[What this task involves]
Search the entries for the word "that" and return every line where it is found.
- Opening Delimiter -
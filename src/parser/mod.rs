//! Markup parser
//!
//! Runs the XML pull parser through the markup filter chain and splits the
//! document into raw text and component tags. Text between component tags
//! is kept verbatim, optionally with comments stripped and whitespace
//! compressed.

pub mod filter;
pub mod xml;

pub use filter::{FilterChain, FilterContext, FilterResult, MarkupFilter};
pub use xml::XmlPullParser;

use crate::config::MarkupConfig;
use crate::error::TrellisResult;
use crate::markup::{ComponentTag, Markup, MarkupElement, MarkupResourceStream, WICKET_NAMESPACE};
use filter::{
    BodyOnLoadHandler, HtmlHandler, HtmlHeaderSectionHandler, Processed, TagTypeHandler,
    WicketLinkTagHandler, WicketRemoveTagHandler, WicketTagIdentifier,
};
use std::sync::Arc;
use tracing::trace;

/// Namespace URIs that declare the framework namespace on `<html>`
const WICKET_URIS: &[&str] = &["http://wicket.apache.org", "http://wicket.sourceforge.net"];

const XMLNS: &str = "xmlns:";

/// Parser settings, usually taken from `[markup]` config
#[derive(Debug, Clone)]
pub struct ParserSettings {
    pub strip_comments: bool,
    pub compress_whitespace: bool,
    pub strip_wicket_tags: bool,
    pub default_encoding: String,
    pub automatic_linking: bool,
}

impl Default for ParserSettings {
    fn default() -> Self {
        Self::from(&MarkupConfig::default())
    }
}

impl From<&MarkupConfig> for ParserSettings {
    fn from(config: &MarkupConfig) -> Self {
        Self {
            strip_comments: config.strip_comments,
            compress_whitespace: config.compress_whitespace,
            strip_wicket_tags: config.strip_wicket_tags,
            default_encoding: config.default_encoding.clone(),
            automatic_linking: config.automatic_linking,
        }
    }
}

/// Parses one document. Filters keep per-document state, so a parser is
/// consumed by `parse`.
pub struct MarkupParser {
    settings: ParserSettings,
    namespace: String,
    extra_filters: Vec<Box<dyn MarkupFilter>>,
}

impl MarkupParser {
    pub fn new(settings: ParserSettings) -> Self {
        Self {
            settings,
            namespace: WICKET_NAMESPACE.to_string(),
            extra_filters: Vec::new(),
        }
    }

    /// Use a different framework namespace from the start
    pub fn with_wicket_namespace(mut self, namespace: impl Into<String>) -> Self {
        self.namespace = namespace.into();
        self
    }

    /// Append a filter after the standard chain
    pub fn append_filter(&mut self, filter: Box<dyn MarkupFilter>) {
        self.extra_filters.push(filter);
    }

    /// Parse markup that is not backed by a resource
    pub fn parse(self, text: &str) -> TrellisResult<Markup> {
        self.parse_markup(text, None)
    }

    /// Parse the contents of a markup resource
    pub fn parse_resource(
        self,
        text: &str,
        resource: Arc<MarkupResourceStream>,
    ) -> TrellisResult<Markup> {
        self.parse_markup(text, Some(resource))
    }

    fn filter_chain(&mut self, resource: Option<&MarkupResourceStream>) -> FilterChain {
        let mut chain = FilterChain::new();
        chain.push(Box::new(WicketTagIdentifier::new()));
        chain.push(Box::new(TagTypeHandler::new()));
        chain.push(Box::new(HtmlHandler::new()));
        chain.push(Box::new(WicketRemoveTagHandler::new()));
        chain.push(Box::new(WicketLinkTagHandler::new(
            self.settings.automatic_linking,
        )));

        // Handlers that only make sense for markup bound to a component
        if let Some(resource) = resource {
            chain.push(Box::new(BodyOnLoadHandler::new()));
            if resource.markup_class.is_page() {
                chain.push(Box::new(HtmlHeaderSectionHandler::new()));
            }
        }

        for filter in self.extra_filters.drain(..) {
            chain.push(filter);
        }
        chain
    }

    fn parse_markup(
        mut self,
        text: &str,
        resource: Option<Arc<MarkupResourceStream>>,
    ) -> TrellisResult<Markup> {
        let location = resource
            .as_ref()
            .map(|r| r.location_as_string())
            .unwrap_or_else(|| "<string>".to_string());

        let mut chain = self.filter_chain(resource.as_deref());
        trace!("Filter chain for {}: {:?}", location, chain.names());

        let mut markup = Markup::new(resource);
        markup.set_wicket_namespace(&self.namespace);

        let mut xml = XmlPullParser::new(text, &location);
        let mut ctx = FilterContext::new(&location, &self.namespace);
        let mut open_tags: Vec<(String, Option<String>)> = Vec::new();

        while let Some(xml_tag) = xml.next_tag()? {
            for processed in chain.process(ComponentTag::new(xml_tag), &mut ctx)? {
                match processed {
                    Processed::Discarded { end } => xml.set_marker(end),
                    Processed::Tag(mut tag) => {
                        resolve_open_tag(&mut open_tags, &mut tag);
                        self.add_tag(tag, &mut xml, &mut ctx, &mut markup);
                    }
                }
            }
        }
        chain.finish(&mut ctx)?;

        let tail = xml.input_from_marker(None);
        if !tail.is_empty() {
            markup.add_raw(self.clean_raw(tail));
        }

        markup.set_encoding(
            xml.encoding()
                .map(str::to_string)
                .or_else(|| Some(self.settings.default_encoding.clone())),
        );
        markup.set_xml_declaration(xml.xml_declaration().map(str::to_string));

        Ok(markup)
    }

    fn add_tag(
        &self,
        mut tag: ComponentTag,
        xml: &mut XmlPullParser<'_>,
        ctx: &mut FilterContext,
        markup: &mut Markup,
    ) {
        let mut add = tag.id.is_some() || (tag.is_close() && tag.open_tag_id.is_some());

        // <html xmlns:wicket="..."> may redeclare the framework namespace
        let mut replacement = None;
        if tag.is_open() && tag.is_html("html") {
            add |= self.determine_wicket_namespace(&mut tag, ctx, markup);
            if add && tag.id.is_none() {
                replacement = Some(tag.to_markup());
            }
        }

        if add || !ctx.auto_add.is_empty() || tag.modified {
            let text = xml.input_from_marker(Some(tag.xml.pos));
            if !text.is_empty() {
                markup.add_raw(self.clean_raw(text));
            }

            if !add && !ctx.auto_add.is_empty() {
                xml.set_marker(tag.xml.pos);
            }

            for element in ctx.auto_add.drain(..) {
                markup.add(element);
            }
        }

        if add {
            xml.set_marker(tag.xml.end());
            if !tag.ignore {
                match replacement {
                    Some(raw) => markup.add_raw(raw),
                    None => markup.add(MarkupElement::Tag(tag)),
                }
            }
        } else if tag.modified {
            markup.add_raw(tag.to_markup());
            xml.set_marker(tag.xml.end());
        }
    }

    fn determine_wicket_namespace(
        &self,
        tag: &mut ComponentTag,
        ctx: &mut FilterContext,
        markup: &mut Markup,
    ) -> bool {
        let mut declaration = None;
        for (name, value) in tag.attributes().iter() {
            let Some(namespace) = name.strip_prefix(XMLNS) else {
                continue;
            };
            let value = value.trim();
            if value.is_empty() || WICKET_URIS.iter().any(|uri| value.starts_with(uri)) {
                declaration = Some((name.to_string(), namespace.to_string()));
            }
        }

        let Some((attribute, namespace)) = declaration else {
            return false;
        };
        markup.set_wicket_namespace(&namespace);
        ctx.namespace = namespace;

        if self.settings.strip_wicket_tags {
            tag.attributes_mut().remove(&attribute);
            return true;
        }
        false
    }

    fn clean_raw(&self, text: &str) -> String {
        let mut raw = if self.settings.strip_comments {
            remove_comments(text)
        } else {
            text.to_string()
        };
        if self.settings.compress_whitespace {
            raw = compress_whitespace(&raw);
        }
        raw
    }
}

/// Pair a close tag with the id of its open tag as it left the chain.
///
/// Filters after the html handler may assign ids to open tags (body,
/// header, autolinks); their close tags pick those ids up here.
fn resolve_open_tag(open_tags: &mut Vec<(String, Option<String>)>, tag: &mut ComponentTag) {
    let name = tag.xml.qualified_name().to_ascii_lowercase();
    if tag.is_open() {
        open_tags.push((name, tag.id.clone()));
    } else if tag.is_close() {
        if let Some(index) = open_tags.iter().rposition(|(open, _)| *open == name) {
            let (_, id) = open_tags.remove(index);
            open_tags.truncate(index);
            if tag.open_tag_id.is_none() {
                tag.open_tag_id = id;
            }
        }
    }
}

/// Remove `<!-- ... -->` comments; conditional comments are kept
pub fn remove_comments(text: &str) -> String {
    const END_IF: &str = "<![endif]-->";

    let mut out = String::with_capacity(text.len());
    let mut rest = text;

    while let Some(start) = rest.find("<!--") {
        let comment = &rest[start..];
        if comment.starts_with("<!--[if") {
            match comment.find(END_IF) {
                Some(end) => {
                    let stop = start + end + END_IF.len();
                    out.push_str(&rest[..stop]);
                    rest = &rest[stop..];
                    continue;
                }
                None => break,
            }
        }
        match comment[4..].find("-->") {
            Some(end) => {
                out.push_str(&rest[..start]);
                rest = &rest[start + 4 + end + 3..];
            }
            None => break,
        }
    }

    out.push_str(rest);
    out
}

/// Collapse runs of spaces and tabs to one space, and any run of line
/// breaks (with a space on either side) to a single `\n`
pub fn compress_whitespace(text: &str) -> String {
    let mut spaced = String::with_capacity(text.len());
    let mut in_blank = false;
    for c in text.chars() {
        if c == ' ' || c == '\t' {
            if !in_blank {
                spaced.push(' ');
            }
            in_blank = true;
        } else {
            spaced.push(c);
            in_blank = false;
        }
    }

    let chars: Vec<char> = spaced.chars().collect();
    let is_break = |c: char| c == '\r' || c == '\n';
    let mut out = String::with_capacity(spaced.len());
    let mut i = 0;
    while i < chars.len() {
        let mut j = i;
        let mut matched = false;
        loop {
            let mut k = j;
            if k < chars.len() && chars[k] == ' ' {
                k += 1;
            }
            if k < chars.len() && is_break(chars[k]) {
                k += 1;
                if k < chars.len() && chars[k] == ' ' {
                    k += 1;
                }
                j = k;
                matched = true;
            } else {
                break;
            }
        }

        if matched {
            out.push('\n');
            i = j;
        } else {
            out.push(chars[i]);
            i += 1;
        }
    }
    out
}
- Closing Delimiter -
[Answer to this problem]
/// Namespace URIs that declare the framework namespace on `<html>`
    /// Parse markup that is not backed by a resource
        // Handlers that only make sense for markup bound to a component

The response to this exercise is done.